RAGIONI DELLA DECISIONE
Con il primo motivo di ricorso si deduce la violazione e/o falsa applicazione ex art. 360, comma 1, n. 2 c.p.c. de ll’art. 117 TUB, nonché degli artt. 18, 19, 20 e 38 c.p.c. in materia di competenza per territorio. La sentenza di appello sarebbe illegittima, laddove non ha ritenuto nullo il contratto bancario monofirma non consegnato in copia al cliente. Con la sentenza n. 898/2018, infatti, la Cassazione ha messo in evidenza quale ulteriore requisito formale previsto a pena di nullità l’obbligo della banca di consegnare al cliente una copia del contratto sottoscritto.
Con il secondo motivo di ricorso si lamenta la violazione e falsa applicazione degli artt. 111 Cost. e 132 c.p.c. in relazione all’art. 360, comma 1, n. 4 c.p.c..
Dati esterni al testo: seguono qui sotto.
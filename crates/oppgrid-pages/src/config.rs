//! Host configuration and change detection
//!
//! [`TableConfig`] holds every parameter the host passes to a table. The
//! controller compares successive configurations with [`TableConfig::diff`]
//! to decide what to recompute:
//!
//! | Changed field                      | Effect            |
//! |------------------------------------|-------------------|
//! | `columns`, `accountContext`        | re-parse columns  |
//! | any field of [`RecordQuery`]       | refetch records   |
//! | `pageSize`                         | re-paginate       |
//!
//! ## Example
//!
//! ```rust
//! use oppgrid_pages::config::TableConfig;
//!
//! let config = TableConfig::from_toml_str(r#"
//!     recordId = "001000000000001"
//!     accountContext = "Insured"
//!     columns = "Name, RelatedAccount, Amount"
//!     pageSize = 25
//! "#).unwrap();
//!
//! assert_eq!(config.page_size, 25);
//! ```

use crate::error::{GridError, GridResult};
use crate::server_fn::{RecordQuery, SortDirection};
use oppgrid_tables::pagination::DEFAULT_PAGE_SIZE;
use oppgrid_tables::{ColumnDefinition, ColumnSpec, RelationContext};
use serde::{Deserialize, Serialize};

/// What happens after a successful save
#[derive(Debug, Clone, Copy, Default, PartialEq, Eq, Hash, Serialize, Deserialize)]
#[serde(rename_all = "camelCase")]
pub enum SavePolicy {
	/// Reload the record set from the data source
	#[default]
	Refetch,
	/// Discard all client state and rebuild the table from scratch
	ForceReset,
}

/// How responses from overlapping loads are applied
#[derive(Debug, Clone, Copy, Default, PartialEq, Eq, Hash, Serialize, Deserialize)]
#[serde(rename_all = "camelCase")]
pub enum LoadOrdering {
	/// Every response is applied as it resolves; a superseded load that
	/// resolves late overwrites newer data
	#[default]
	LastResolved,
	/// Responses older than the last applied one are dropped
	LastRequested,
}

/// Table parameters supplied by the host
#[derive(Debug, Clone, PartialEq, Eq, Serialize, Deserialize)]
#[serde(rename_all = "camelCase", default)]
pub struct TableConfig {
	/// Account whose opportunities are listed (required)
	pub record_id: String,
	/// Which related account the `RelatedAccount` column reflects
	pub account_context: RelationContext,
	/// Pipeline filter
	pub pipeline_type: Option<String>,
	/// New business / renewal filter
	pub new_renewal_type: Option<String>,
	/// Stage filter
	pub stage_name: Option<String>,
	/// Only list opportunities with an expiry date
	pub require_expiry_date: bool,
	/// Only list opportunities with an inception date
	pub require_inception_date: bool,
	/// Field to sort by
	pub sort_field: Option<String>,
	/// Sort direction
	pub sort_direction: SortDirection,
	/// Column spec; blank or missing selects the default columns
	pub columns: Option<String>,
	/// Records per page
	pub page_size: usize,
	/// What happens after a successful save
	pub save_policy: SavePolicy,
	/// How overlapping loads are applied
	pub load_ordering: LoadOrdering,
}

impl Default for TableConfig {
	fn default() -> Self {
		Self {
			record_id: String::new(),
			account_context: RelationContext::default(),
			pipeline_type: None,
			new_renewal_type: None,
			stage_name: None,
			require_expiry_date: false,
			require_inception_date: false,
			sort_field: None,
			sort_direction: SortDirection::default(),
			columns: None,
			page_size: DEFAULT_PAGE_SIZE,
			save_policy: SavePolicy::default(),
			load_ordering: LoadOrdering::default(),
		}
	}
}

impl TableConfig {
	/// Creates a configuration for an account with default settings
	pub fn new(record_id: impl Into<String>) -> Self {
		Self {
			record_id: record_id.into(),
			..Self::default()
		}
	}

	/// Parses and validates a TOML configuration
	///
	/// # Errors
	///
	/// Returns [`GridError::Toml`] on malformed TOML and
	/// [`GridError::Config`] when validation fails.
	pub fn from_toml_str(text: &str) -> GridResult<Self> {
		let config: Self = toml::from_str(text)?;
		config.validate()?;
		Ok(config)
	}

	/// Checks the required fields
	///
	/// # Errors
	///
	/// Returns [`GridError::Config`] for a blank `recordId` or a zero
	/// `pageSize`.
	pub fn validate(&self) -> GridResult<()> {
		if self.record_id.trim().is_empty() {
			return Err(GridError::Config("recordId is required".to_string()));
		}
		if self.page_size == 0 {
			return Err(GridError::Config(
				"pageSize must be greater than zero".to_string(),
			));
		}
		Ok(())
	}

	/// Sets the relation context
	pub fn with_account_context(mut self, context: RelationContext) -> Self {
		self.account_context = context;
		self
	}

	/// Sets the pipeline filter
	pub fn with_pipeline_type(mut self, pipeline_type: impl Into<String>) -> Self {
		self.pipeline_type = Some(pipeline_type.into());
		self
	}

	/// Sets the new business / renewal filter
	pub fn with_new_renewal_type(mut self, new_renewal_type: impl Into<String>) -> Self {
		self.new_renewal_type = Some(new_renewal_type.into());
		self
	}

	/// Sets the stage filter
	pub fn with_stage_name(mut self, stage_name: impl Into<String>) -> Self {
		self.stage_name = Some(stage_name.into());
		self
	}

	/// Sets the date requirements
	pub fn with_required_dates(mut self, expiry: bool, inception: bool) -> Self {
		self.require_expiry_date = expiry;
		self.require_inception_date = inception;
		self
	}

	/// Sets the sort field and direction
	pub fn with_sort(mut self, field: impl Into<String>, direction: SortDirection) -> Self {
		self.sort_field = Some(field.into());
		self.sort_direction = direction;
		self
	}

	/// Sets the column spec
	pub fn with_columns(mut self, columns: impl Into<String>) -> Self {
		self.columns = Some(columns.into());
		self
	}

	/// Sets the page size
	pub fn with_page_size(mut self, page_size: usize) -> Self {
		self.page_size = page_size;
		self
	}

	/// Sets the post-save policy
	pub fn with_save_policy(mut self, policy: SavePolicy) -> Self {
		self.save_policy = policy;
		self
	}

	/// Sets the load ordering
	pub fn with_load_ordering(mut self, ordering: LoadOrdering) -> Self {
		self.load_ordering = ordering;
		self
	}

	/// Resolves the column spec under the current relation context
	pub fn column_definitions(&self) -> Vec<ColumnDefinition> {
		ColumnSpec::parse(self.columns.as_deref(), self.account_context)
	}

	/// Projects the read collaborator input
	pub fn load_query(&self) -> RecordQuery {
		RecordQuery {
			source_id: self.record_id.clone(),
			relation_context: self.account_context,
			pipeline_type: self.pipeline_type.clone(),
			new_renewal_type: self.new_renewal_type.clone(),
			stage_name: self.stage_name.clone(),
			require_expiry_date: self.require_expiry_date,
			require_inception_date: self.require_inception_date,
			sort_field: self.sort_field.clone(),
			sort_direction: self.sort_direction,
		}
	}

	/// Computes what must be recomputed when moving from `self` to `next`
	pub fn diff(&self, next: &TableConfig) -> ConfigChanges {
		let reparse_columns =
			self.columns != next.columns || self.account_context != next.account_context;
		let refetch = self.load_query() != next.load_query();
		let repaginate = !refetch && self.page_size != next.page_size;

		ConfigChanges {
			reparse_columns,
			refetch,
			repaginate,
		}
	}
}

/// Recomputations required by a configuration change
#[derive(Debug, Clone, Copy, Default, PartialEq, Eq)]
pub struct ConfigChanges {
	/// Column definitions must be rebuilt
	pub reparse_columns: bool,
	/// Records must be fetched again
	pub refetch: bool,
	/// The loaded records must be re-paginated with the new page size
	pub repaginate: bool,
}

impl ConfigChanges {
	/// True when nothing needs recomputing
	pub fn is_empty(&self) -> bool {
		!self.reparse_columns && !self.refetch && !self.repaginate
	}
}

use fixtures::{opportunities, orphans};
use oppgrid_tables::column::DEFAULT_COLUMNS;
use oppgrid_tables::record::{RELATED_ACCOUNT_LINK, RELATED_ACCOUNT_NAME};
use oppgrid_tables::{
	ColumnSpec, PaginationState, RawRecord, RecordEnricher, RelationContext, RenderType,
};
use proptest::prelude::*;
use rstest::*;
use serde_json::{Value, json};

#[rstest]
#[case(None)]
#[case(Some(""))]
#[case(Some("   "))]
#[case(Some(" , , "))]
#[case(Some("Name; Amount"))]
fn test_default_substitution(#[case] raw: Option<&str>) {
	let columns = ColumnSpec::parse(raw, RelationContext::Broker);
	let defaults = ColumnSpec::parse(Some(DEFAULT_COLUMNS), RelationContext::Broker);

	assert_eq!(columns, defaults);
	let labels: Vec<_> = columns.iter().map(|c| c.label.as_str()).collect();
	assert_eq!(
		labels,
		vec!["Opportunity Name", "Stage Name", "Broker Account", "Amount", "Close Date"]
	);
}

#[rstest]
fn test_duplicate_tokens_preserved() {
	let columns = ColumnSpec::parse(Some("Amount, Name, Amount"), RelationContext::Broker);
	let keys: Vec<_> = columns.iter().map(|c| c.data_key.as_str()).collect();
	assert_eq!(keys, vec!["Amount", "recordLink", "Amount"]);
}

#[rstest]
fn test_mixed_spec_resolution() {
	let columns = ColumnSpec::parse(
		Some("Name, RelatedAccount, Broker, Insured, Owner, Gross_Premium__c, Inception_Date__c, Type"),
		RelationContext::Insured,
	);

	let summary: Vec<_> = columns
		.iter()
		.map(|c| (c.label.as_str(), c.render_type, c.editable))
		.collect();
	assert_eq!(
		summary,
		vec![
			("Opportunity Name", RenderType::Url, false),
			("Insured Account", RenderType::Url, false),
			("Broker Account", RenderType::Url, false),
			("Insured Account", RenderType::Url, false),
			("Owner", RenderType::Url, false),
			("Gross Premium", RenderType::Currency, true),
			("Inception Date", RenderType::Date, true),
			("Type", RenderType::Text, true),
		]
	);
}

#[rstest]
fn test_enrich_for_columns_derives_alias_relations(opportunities: Vec<RawRecord>) {
	let columns = ColumnSpec::parse(Some("Name, RelatedAccount, Broker"), RelationContext::Insured);
	let enricher = RecordEnricher::for_columns(RelationContext::Insured, &columns);
	let display = enricher.enrich(&opportunities);

	assert_eq!(display.len(), opportunities.len());
	assert_eq!(display[0].get("brokerLink"), Some(&json!("/001B01")));
	assert_eq!(display[0].get("brokerName"), Some(&json!("Broker 1")));
	assert_eq!(display[0].get(RELATED_ACCOUNT_LINK), Some(&json!("/001I01")));
	assert_eq!(display[0].get(RELATED_ACCOUNT_NAME), Some(&json!("Insured 1")));
	assert!(display[0].get("insuredLink").is_none());
}

#[rstest]
fn test_enrichment_totality(orphans: Vec<RawRecord>) {
	let display = RecordEnricher::new(RelationContext::Broker)
		.with_relation(oppgrid_tables::Relation::Insured)
		.enrich(&orphans);

	for record in &display {
		for key in [RELATED_ACCOUNT_LINK, RELATED_ACCOUNT_NAME, "insuredLink", "insuredName"] {
			assert_eq!(record.get(key), Some(&Value::Null), "key {}", key);
		}
	}
	assert_eq!(display[2].get("recordLink"), Some(&Value::Null));
}

#[rstest]
fn test_paginate_enriched_records(opportunities: Vec<RawRecord>) {
	let display = RecordEnricher::new(RelationContext::Broker).enrich(&opportunities);
	let mut page = PaginationState::new(10).unwrap();
	page.reset(display, 10).unwrap();

	assert_eq!(page.total_pages(), 3);
	assert_eq!(page.visible_records().len(), 10);
	page.next();
	page.next();
	assert_eq!(page.visible_records().len(), 5);
	assert_eq!(page.visible_records()[0].id(), Some("006021"));
	page.next();
	assert!(page.visible_records().is_empty());
	assert!(page.is_last_page());
}

proptest! {
	/// Parsing the same column spec under the same context is deterministic.
	#[rstest]
	fn prop_parse_is_deterministic(
		tokens in prop::collection::vec("[A-Za-z][A-Za-z0-9_]{0,12}", 0..8),
		insured in any::<bool>(),
	) {
		let raw = tokens.join(", ");
		let context = if insured { RelationContext::Insured } else { RelationContext::Broker };
		prop_assert_eq!(
			ColumnSpec::parse(Some(raw.as_str()), context),
			ColumnSpec::parse(Some(raw.as_str()), context)
		);
	}

	/// Column order follows token order, duplicates included.
	#[rstest]
	fn prop_column_count_matches_tokens(
		tokens in prop::collection::vec("[A-Za-z][A-Za-z0-9_]{0,12}", 1..8),
	) {
		let raw = tokens.join(",");
		let columns = ColumnSpec::parse(Some(raw.as_str()), RelationContext::Broker);
		prop_assert_eq!(columns.len(), tokens.len());
	}

	/// Walking pages 1..=total_pages visits every record exactly once.
	#[rstest]
	fn prop_pages_partition_records(len in 0usize..200, page_size in 1usize..30) {
		let mut page = PaginationState::new(page_size).unwrap();
		page.reset((0..len).collect::<Vec<_>>(), page_size).unwrap();

		let mut seen = Vec::with_capacity(len);
		for _ in 0..page.total_pages() {
			seen.extend_from_slice(page.visible_records());
			page.next();
		}
		prop_assert_eq!(seen, (0..len).collect::<Vec<_>>());
	}
}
In sintesi, i ricorrenti rappresentano la apparenza della motivazione del giudice distrettuale che non ha motivato in ordine alla richiesta di CTU al fine di ricalcolare l’effettivo saldo di conto corrente e di conto anticipi. Con il terzo motivo i ricorrenti deducono ex art. 360, comma 1, n. 5 c.p.c. l’illegittimità della sentenza per omesso esame di fatti la cui esistenza risulta dagli atti processuali e che hanno costituito oggetto di discussione fra le parti e che, se fossero stati esaminati, avrebbero determinato un esito diverso della controversia.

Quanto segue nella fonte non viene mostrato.